Na recente audição parlamentar, o governador do Banco de Portugal, Álvaro Santos Pereira, enfrentou críticas sobre a proposta da nova sede da instituição. Com uma postura visivelmente nervosa, tentou justificar a decisão de rejeitar uma solução aprovada anteriormente por unanimidade pelo Conselho de Administração, mas a sua argumentação deixou muitas dúvidas no ar.

A proposta apresentada não só não resolve os problemas que o governador mencionou como razões para a mudança, como também falha em cumprir um objetivo estratégico do Banco de Portugal que já se arrasta há mais de quatro décadas: a concentração de todos os serviços e trabalhadores num único edifício. Durante a audição, este ponto foi reiterado por Santos Pereira, mas a nova ideia parece mais uma tentativa de desviar a atenção de um início de mandato marcado por incertezas.

O que foi apresentado é uma proposta ainda em fase embrionária, apoiada mais em declarações do que em documentos concretos. Faltaram informações cruciais, como o novo Contrato-Promessa de Compra e Venda, os riscos de indemnizações por alterações a um contrato já assinado e o impacto das mudanças solicitadas pelo Banco de Portugal, que resultaram na redução da área comercial do edifício.

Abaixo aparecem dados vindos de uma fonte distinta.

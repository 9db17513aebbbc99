pub mod command;
pub mod query;

pub use self::command::ProdutoCommandService;
pub use self::query::ProdutoQueryService;
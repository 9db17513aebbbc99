use crate::{
    abstract_trait::{
        produto::service::{DynProdutoCommandService, DynProdutoQueryService},
        upload::DynUploadRelay,
    },
    config::ConnectionPool,
    repository::{ProdutoCommandRepository, ProdutoQueryRepository},
    service::{ProdutoCommandService, ProdutoQueryService},
    storage::TempStore,
};
use std::{fmt, sync::Arc};

#[derive(Clone)]
pub struct DependenciesInject {
    pub produto_query: DynProdutoQueryService,
    pub produto_command: DynProdutoCommandService,
}

impl fmt::Debug for DependenciesInject {
    fn fmt(&self, f: &mut fmt::Formatter<'_>) -> fmt::Result {
        f.debug_struct("DependenciesInject")
            .field("produto_query", &"ProdutoQueryService")
            .field("produto_command", &"ProdutoCommandService")
            .finish()
    }
}

#[derive(Clone)]
pub struct DependenciesInjectDeps {
    pub pool: ConnectionPool,
    pub relay: DynUploadRelay,
    pub temp: TempStore,
}

impl DependenciesInject {
    pub fn new(deps: DependenciesInjectDeps) -> Self {
        let DependenciesInjectDeps { pool, relay, temp } = deps;

        let produto_query_repo = Arc::new(ProdutoQueryRepository::new(pool.clone()));
        let produto_command_repo = Arc::new(ProdutoCommandRepository::new(pool.clone()));

        let produto_query: DynProdutoQueryService =
            Arc::new(ProdutoQueryService::new(produto_query_repo.clone()));

        let produto_command: DynProdutoCommandService = Arc::new(ProdutoCommandService::new(
            produto_command_repo,
            produto_query_repo,
            relay,
            temp,
        ));

        Self {
            produto_query,
            produto_command,
        }
    }
}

Além disso, o governador não esclareceu quanto custará manter a tesouraria na Rua do Ouro, uma função que estava integrada na nova sede. Admitiu que apenas cerca de 50 trabalhadores estariam dispostos a deslocar-se para as delegações, sem quantificar os custos de adaptação dessas instalações para acolher um número significativamente maior de funcionários. A falta de um orçamento atualizado ou de uma análise económico-financeira que permita avaliar o verdadeiro custo da nova solução é preocupante.

No que diz respeito à dimensão financeira, a proposta perde credibilidade. Santos Pereira comparou a aquisição anterior, avaliada em 192 milhões de euros, com uma nova proposta de 162 milhões. À primeira vista, isso parece uma poupança de 30 milhões, mas essa comparação é enganadora. A proposta anterior incluía a concentração da tesouraria na nova sede, enquanto a nova mantém esse serviço na Rua do Ouro, o que implica custos adicionais. Considerando um custo anual de funcionamento de 2 milhões de euros, ao longo de 50 anos, isso representa cerca de 100 milhões de euros a mais. Assim, os 162 milhões anunciados transformam-se em aproximadamente 262 milhões.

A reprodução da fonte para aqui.